“Voy al supermercado y vuelvo. Me llevo al gordo”. Era algo simple, cotidiano. Ir al supermercado. Llegamos, era cerca. Llegamos y llenamos la canastita de lo básico y fuimos a la caja. Tony miró con curiosidad todo lo que habíamos elegido.
Después me miró a mí con la misma curiosidad. El entrecejo fruncido como el de mi papá, como preocupado y decepcionado, como si hubiese chupado un limón. “¿No vas a llevar whisky, papi?”. Esa debería haber sido mi señal de alarma, la señal de que tenía que ponerme un freno.
Hola, soy Uriel y soy alcohólico. A esas palabras le sigue el silencio porque no hay nadie, como en las películas, que a uno le dé la bienvenida. Soy Uriel y soy alcohólico. Alcohólico, no borracho.

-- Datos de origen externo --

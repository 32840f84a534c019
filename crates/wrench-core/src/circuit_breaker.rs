//! Circuit breaker for protecting a single downstream dependency.
//!
//! # Circuit States
//!
//! ```text
//! CLOSED (healthy) --[N failures]--> OPEN (rejecting) --[timeout]--> HALF_OPEN (probing)
//!                                                                         |
//!                                       <--[failure]--                    |
//!                                                                         |
//! CLOSED <---------------------------[success]----------------------------+
//! ```
//!
//! The Open → HalfOpen transition is lazy: it happens on the next access
//! after `open_timeout`, under the same lock as the admission decision, so
//! two callers can never both take the last probe slot.

use std::future::Future;
use std::sync::{Arc, Mutex};
use std::time::Duration;

use serde::Serialize;
use tokio::time::Instant;
use tokio_util::sync::CancellationToken;

use crate::error::AppError;
use crate::stage::Stage;

/// Current state of the circuit breaker.
#[derive(Debug, Clone, Copy, PartialEq, Eq, Serialize)]
#[serde(rename_all = "snake_case")]
pub enum CircuitState {
    /// Circuit is closed - requests flow normally.
    Closed,
    /// Circuit is open - requests are rejected immediately.
    Open,
    /// Circuit is half-open - limited requests allowed to test recovery.
    HalfOpen,
}

impl std::fmt::Display for CircuitState {
    fn fmt(&self, f: &mut std::fmt::Formatter<'_>) -> std::fmt::Result {
        match self {
            CircuitState::Closed => write!(f, "closed"),
            CircuitState::Open => write!(f, "open"),
            CircuitState::HalfOpen => write!(f, "half-open"),
        }
    }
}

/// Configuration for circuit breaker behavior.
///
/// Zero values fall back to the defaults (5 failures, 30s, 1 probe).
#[derive(Debug, Clone, Copy, PartialEq, Eq)]
pub struct CircuitBreakerConfig {
    /// Number of consecutive failures before opening the circuit.
    pub failure_threshold: u32,

    /// Time to wait before transitioning from Open to Half-Open.
    pub open_timeout: Duration,

    /// Number of probe calls admitted while Half-Open.
    pub half_open_max: u32,
}

impl Default for CircuitBreakerConfig {
    fn default() -> Self {
        Self {
            failure_threshold: 5,
            open_timeout: Duration::from_secs(30),
            half_open_max: 1,
        }
    }
}

impl CircuitBreakerConfig {
    fn normalized(self) -> Self {
        let defaults = Self::default();
        Self {
            failure_threshold: if self.failure_threshold == 0 {
                defaults.failure_threshold
            } else {
                self.failure_threshold
            },
            open_timeout: if self.open_timeout.is_zero() {
                defaults.open_timeout
            } else {
                self.open_timeout
            },
            half_open_max: if self.half_open_max == 0 {
                defaults.half_open_max
            } else {
                self.half_open_max
            },
        }
    }
}

#[derive(Debug)]
struct CircuitBreakerInner {
    state: CircuitState,
    consecutive_failures: u32,
    opened_at: Option<Instant>,
    half_open_issued: u32,
    last_error_message: Option<String>,
}

/// Statistics about circuit breaker state for monitoring.
#[derive(Debug, Clone, Serialize)]
pub struct CircuitBreakerStats {
    pub name: String,
    pub state: CircuitState,
    pub consecutive_failures: u32,
    pub half_open_issued: u32,
    pub last_error: Option<String>,
    pub time_until_half_open: Option<Duration>,
}

/// Thread-safe circuit breaker. Clones share state.
#[derive(Debug, Clone)]
pub struct CircuitBreaker {
    name: String,
    config: CircuitBreakerConfig,
    inner: Arc<Mutex<CircuitBreakerInner>>,
}

/// Admission outcome, decided under the lock.
enum Admission {
    Admitted { probe: bool },
    Rejected { retry_after: Duration },
}

impl CircuitBreaker {
    pub fn new(name: impl Into<String>, config: CircuitBreakerConfig) -> Self {
        Self {
            name: name.into(),
            config: config.normalized(),
            inner: Arc::new(Mutex::new(CircuitBreakerInner {
                state: CircuitState::Closed,
                consecutive_failures: 0,
                opened_at: None,
                half_open_issued: 0,
                last_error_message: None,
            })),
        }
    }

    pub fn name(&self) -> &str {
        &self.name
    }

    pub fn config(&self) -> CircuitBreakerConfig {
        self.config
    }

    /// Acquires the inner mutex lock, recovering from poison if necessary.
    fn lock_inner(&self) -> std::sync::MutexGuard<'_, CircuitBreakerInner> {
        self.inner.lock().unwrap_or_else(|poisoned| {
            tracing::warn!(circuit = %self.name, "Recovered from poisoned mutex");
            poisoned.into_inner()
        })
    }

    /// Returns the current state, handling lazy Open → HalfOpen transitions.
    pub fn state(&self) -> CircuitState {
        let mut inner = self.lock_inner();
        self.maybe_transition_to_half_open(&mut inner);
        inner.state
    }

    pub fn stats(&self) -> CircuitBreakerStats {
        let mut inner = self.lock_inner();
        self.maybe_transition_to_half_open(&mut inner);

        let time_until_half_open = match inner.state {
            CircuitState::Open => Some(self.remaining_open(&inner)),
            _ => None,
        };

        CircuitBreakerStats {
            name: self.name.clone(),
            state: inner.state,
            consecutive_failures: inner.consecutive_failures,
            half_open_issued: inner.half_open_issued,
            last_error: inner.last_error_message.clone(),
            time_until_half_open,
        }
    }

    /// Executes the given operation through the circuit breaker.
    ///
    /// - Closed: executes operation, tracks success/failure
    /// - Open: returns [`AppError::CircuitOpen`] immediately
    /// - HalfOpen: executes operation if a probe slot is free, else rejects
    ///
    /// The operation runs without the lock held. A [`AppError::Cancelled`]
    /// outcome is neither a success nor a failure; it only gives back the
    /// probe slot it held. While Half-Open only probe outcomes move the
    /// circuit; a call admitted earlier while Closed that finishes late is
    /// ignored.
    pub async fn call<T, F, Fut>(&self, cancel: &CancellationToken, operation: F) -> Result<T, AppError>
    where
        F: FnOnce(CancellationToken) -> Fut,
        Fut: Future<Output = Result<T, AppError>>,
    {
        let probe = match self.admit() {
            Admission::Admitted { probe } => probe,
            Admission::Rejected { retry_after } => {
                tracing::debug!(circuit = %self.name, retry_after_ms = %retry_after.as_millis(), "Circuit open, call rejected");
                return Err(AppError::CircuitOpen {
                    name: self.name.clone(),
                    retry_after,
                });
            }
        };

        let result = operation(cancel.clone()).await;

        match &result {
            Ok(_) => self.record_success(probe),
            Err(e) if e.is_cancelled() => self.release_probe(probe),
            Err(e) => self.record_failure(e, probe),
        }
        result
    }

    /// Wraps a stage so every invocation goes through [`call`](Self::call).
    pub fn protect<In, Out>(&self, stage: Stage<In, Out>) -> Stage<In, Out>
    where
        In: Send + 'static,
        Out: Send + 'static,
    {
        let breaker = self.clone();
        Stage::new(move |cancel: CancellationToken, input: In| {
            let breaker = breaker.clone();
            let stage = stage.clone();
            async move {
                breaker
                    .call(&cancel, move |token| stage.run(token, input))
                    .await
            }
        })
    }

    pub fn reset(&self) {
        let mut inner = self.lock_inner();
        tracing::info!(circuit = %self.name, "Circuit breaker manually reset");
        inner.state = CircuitState::Closed;
        inner.consecutive_failures = 0;
        inner.opened_at = None;
        inner.half_open_issued = 0;
        inner.last_error_message = None;
    }

    fn admit(&self) -> Admission {
        let mut inner = self.lock_inner();
        self.maybe_transition_to_half_open(&mut inner);

        match inner.state {
            CircuitState::Closed => Admission::Admitted { probe: false },
            CircuitState::Open => Admission::Rejected {
                retry_after: self.remaining_open(&inner),
            },
            CircuitState::HalfOpen if inner.half_open_issued >= self.config.half_open_max => {
                Admission::Rejected {
                    retry_after: Duration::ZERO,
                }
            }
            CircuitState::HalfOpen => {
                inner.half_open_issued += 1;
                Admission::Admitted { probe: true }
            }
        }
    }

    fn record_success(&self, probe: bool) {
        let mut inner = self.lock_inner();
        if inner.state == CircuitState::HalfOpen {
            if !probe {
                return;
            }
            tracing::info!(circuit = %self.name, "Circuit breaker closing after successful probe");
            inner.state = CircuitState::Closed;
            inner.half_open_issued = 0;
            inner.last_error_message = None;
        }
        inner.consecutive_failures = 0;
    }

    fn record_failure(&self, error: &AppError, probe: bool) {
        let mut inner = self.lock_inner();
        if inner.state == CircuitState::HalfOpen && !probe {
            return;
        }
        inner.consecutive_failures += 1;
        inner.last_error_message = Some(error.to_string());

        match inner.state {
            CircuitState::HalfOpen => {
                tracing::warn!(
                    circuit = %self.name,
                    error = %error,
                    "Circuit breaker probe failed, returning to open state"
                );
                self.open(&mut inner);
            }
            CircuitState::Closed if inner.consecutive_failures >= self.config.failure_threshold => {
                tracing::warn!(
                    circuit = %self.name,
                    failures = inner.consecutive_failures,
                    error = %error,
                    "Circuit breaker opening after {} consecutive failures",
                    inner.consecutive_failures
                );
                self.open(&mut inner);
            }
            // A call admitted while closed can finish after the circuit opened.
            CircuitState::Closed | CircuitState::Open => {}
        }
    }

    fn release_probe(&self, probe: bool) {
        if !probe {
            return;
        }
        let mut inner = self.lock_inner();
        if inner.state == CircuitState::HalfOpen {
            inner.half_open_issued = inner.half_open_issued.saturating_sub(1);
        }
    }

    fn open(&self, inner: &mut CircuitBreakerInner) {
        inner.state = CircuitState::Open;
        inner.opened_at = Some(Instant::now());
        inner.consecutive_failures = 0;
        inner.half_open_issued = 0;
    }

    fn remaining_open(&self, inner: &CircuitBreakerInner) -> Duration {
        inner
            .opened_at
            .map(|t| self.config.open_timeout.saturating_sub(t.elapsed()))
            .unwrap_or(self.config.open_timeout)
    }

    fn maybe_transition_to_half_open(&self, inner: &mut CircuitBreakerInner) {
        if inner.state == CircuitState::Open
            && let Some(opened_at) = inner.opened_at
            && opened_at.elapsed() >= self.config.open_timeout
        {
            tracing::info!(
                circuit = %self.name,
                "Circuit breaker transitioning to half-open state"
            );
            inner.state = CircuitState::HalfOpen;
            inner.half_open_issued = 0;
        }
    }
}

Creo que hay una distinción entre los dos puntos aunque muchos los usen como sinónimos. Soy Uriel y escribo en retrospectiva porque no puedo dejar de mirar sobre el hombro.
Jugar a la Máquina del Tiempo no tiene sentido, pero, lector, lectora; sea indulgente, déjeme jugar.
¿Qué hubiese pasado si el alcohol no hubiese sido una parte tan importante en mi vida? Me siento Ted Mosby llorando sin lágrimas por Robin. Tal vez hoy estaría casado, feliz y viviendo con mi hijo y su madre. Tal vez no.
En otra posible realidad, tal vez estuviera casado con mi segundo gran amor. Tal vez no. Escribo en retrospectiva porque sé que tomar tuvo que ver con los desenlaces, sean cuales hayan sido, pero sobre todo los que perdí.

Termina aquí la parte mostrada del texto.